La naturaleza ha azotado recientemente a nuestro país de norte a sur como un símbolo de nuestras instituciones políticas, que se anegan en el lodazal de la corrupción y se consumen en la estrechez de su codicia. La ligereza con que la presidenta llama a recuperar las confianzas y a dejar que las instituciones funcionen recuerda la respuesta de María Antonieta, que tras enterarse que el pueblo hambriento protestaba porque no tenía pan, señaló que entonces comiera pasteles.
Es toda la institucionalidad la que se corroe bajo los cimientos del libre mercado. Su causa es la Constitución, que encadena el valor de lo público a favor del interés económico privado. El Estado, al no garantizar ningún derecho fundamental, los subsidia beneficiando a los grandes grupos económicos que lucran con ellos, en perjuicio de esos mismos derechos, que son sistemáticamente violados ante los ojos de un Estado impotente.

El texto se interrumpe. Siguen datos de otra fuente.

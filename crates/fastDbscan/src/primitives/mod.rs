//! Layer 1: Primitives
//!
//! ## Purpose
//!
//! This layer provides the data model shared by every other layer: the
//! per-point concurrent state, cluster labels, errors and cancellation.
//!
//! ## Architecture
//!
//! ```text
//! Layer 7: API
//!   ↓
//! Layer 6: Adapters
//!   ↓
//! Layer 5: Engine
//!   ↓
//! Layer 4: Evaluation
//!   ↓
//! Layer 3: Algorithms
//!   ↓
//! Layer 2: Math
//!   ↓
//! Layer 1: Primitives ← You are here
//! ```

/// Cooperative cancellation token.
pub mod cancel;

/// Error types.
pub mod errors;

/// Label state machine and cluster id counter.
pub mod label;

/// Shared point storage.
pub mod store;
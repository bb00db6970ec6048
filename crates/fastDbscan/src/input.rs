//! Input abstractions for DBSCAN clustering.
//!
//! ## Purpose
//!
//! This module provides a unified abstraction for clustering inputs, allowing
//! the `fit` method to accept several point layouts (arrays of pairs, tuples,
//! ndarray matrices) through a single interface.
//!
//! ## Design notes
//!
//! * **Zero-copy where possible**: Array and ndarray inputs are viewed in place.
//! * **Interoperability**: Bridges standard Rust collections with ndarray.
//! * **Fail-fast validation**: Matrix shape and memory layout are checked
//!   before any clustering work starts.
//!
//! ## Key concepts
//!
//! * **DbscanInput Trait**: Requires types to provide a slice of `[T; 2]` points.
//! * **Point Order**: Output labels follow the order of this slice.
//!
//! ## Invariants
//!
//! * Returned points represent all rows of the input container, in order.
//! * Matrix inputs must have exactly two columns and standard layout.
//!
//! ## Non-goals
//!
//! * This module does not check that coordinates are finite (the store does).
//! * This module does not read files (see the text adapter).

// Feature-gated imports
#[cfg(feature = "cpu")]
use ndarray::{ArrayBase, Data, Ix2};

// External dependencies
use num_traits::Float;
use std::borrow::Cow;

// Internal dependencies
use crate::primitives::errors::DbscanError;

/// Trait for types that can be used as input for DBSCAN clustering.
pub trait DbscanInput<T: Float> {
    /// View or convert the input as a list of planar points.
    fn as_points(&self) -> Result<Cow<'_, [[T; 2]]>, DbscanError>;
}

impl<T: Float> DbscanInput<T> for [[T; 2]] {
    fn as_points(&self) -> Result<Cow<'_, [[T; 2]]>, DbscanError> {
        Ok(Cow::Borrowed(self))
    }
}

impl<T: Float> DbscanInput<T> for Vec<[T; 2]> {
    fn as_points(&self) -> Result<Cow<'_, [[T; 2]]>, DbscanError> {
        Ok(Cow::Borrowed(self.as_slice()))
    }
}

impl<T: Float, const N: usize> DbscanInput<T> for [[T; 2]; N] {
    fn as_points(&self) -> Result<Cow<'_, [[T; 2]]>, DbscanError> {
        Ok(Cow::Borrowed(self.as_slice()))
    }
}

impl<T: Float> DbscanInput<T> for [(T, T)] {
    fn as_points(&self) -> Result<Cow<'_, [[T; 2]]>, DbscanError> {
        Ok(Cow::Owned(self.iter().map(|&(x, y)| [x, y]).collect()))
    }
}

impl<T: Float> DbscanInput<T> for Vec<(T, T)> {
    fn as_points(&self) -> Result<Cow<'_, [[T; 2]]>, DbscanError> {
        self.as_slice().as_points()
    }
}

#[cfg(feature = "cpu")]
impl<T: Float, S> DbscanInput<T> for ArrayBase<S, Ix2>
where
    S: Data<Elem = T>,
{
    fn as_points(&self) -> Result<Cow<'_, [[T; 2]]>, DbscanError> {
        if self.ncols() != 2 {
            return Err(DbscanError::InvalidInput(format!(
                "ndarray input must have 2 columns, found {}",
                self.ncols()
            )));
        }
        let flat = self.as_slice().ok_or_else(|| {
            DbscanError::InvalidInput("ndarray input must be contiguous in memory".to_string())
        })?;
        Ok(Cow::Owned(
            flat.chunks_exact(2).map(|xy| [xy[0], xy[1]]).collect(),
        ))
    }
}

/// Zip separate coordinate columns into points.
pub fn zip_columns<T: Float>(x: &[T], y: &[T]) -> Result<Vec<[T; 2]>, DbscanError> {
    if x.len() != y.len() {
        return Err(DbscanError::InvalidInput(format!(
            "x and y must have the same length ({} != {})",
            x.len(),
            y.len()
        )));
    }
    Ok(x.iter().zip(y).map(|(&a, &b)| [a, b]).collect())
}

Se tiende a imputar la destrucción de lo público y del poder del Estado al golpe militar del 73, que acabó además con un proceso de reivindicación política de la clase obrera de más de medio siglo de duración. Yo creo, más bien, que su causa fue el plebiscito del 88. Una dictadura se define por la excepcionalidad jurídica que instaura por medio de una fuerza autolegitimada. La democracia se define, en cambio, por el estado de derecho que asegura su Constitución y el correcto funcionamiento de los distintos poderes del Estado, legitimados por el mandato original del pueblo, que delega su poder en ellos. Lo normal es que tras el retorno a la democracia se hubiera hecho una revisión importante de la institucionalidad heredada de la dictadura, partiendo por nuestra Constitución y el rol de Estado. Sin embargo esto no fue así.
Al contrario, se realizó todo el empeño posible por mantener y profundizar la institucionalidad heredada por medio de la política de los acuerdos. La derecha argumenta que las más de doscientas reformas realizadas al articulado original de la Constitución demuestran que no se requiere una nueva Carta Constitucional. Yo me pregunto si alguien preferiría realizar más de doscientas reparaciones a una casa antes de demolerla y construirla de nuevo. La democracia que se decidió plebiscitariamente fue la normalización del estado de excepción, cuyo fundamento de mandato no fue el pueblo, engañado y constreñido a un vínculo nominal con las autoridades de turno, sino los grandes grupos económicos, que financiaron por igual a la totalidad de los partidos políticos, coaptando la legislación y toda la institucionalidad del Estado en beneficio de su interés económico particular, en perjuicio del pueblo, explotado por ellos. Penta, SQM y el caso Caval son la norma en que conviven, en un mismo lecho, política y empresariado.
Desde un punto de vista histórico, la única diferencia entre el régimen nazi y la dictadura militar chilena es que el sistema político-económico del primero fue derrotado, mientras que el del segundo triunfó como modelo ejemplar de crecimiento y estabilidad. Nuestra democracia es la continuación de la excepción por medio de la dictadura del libre mercado.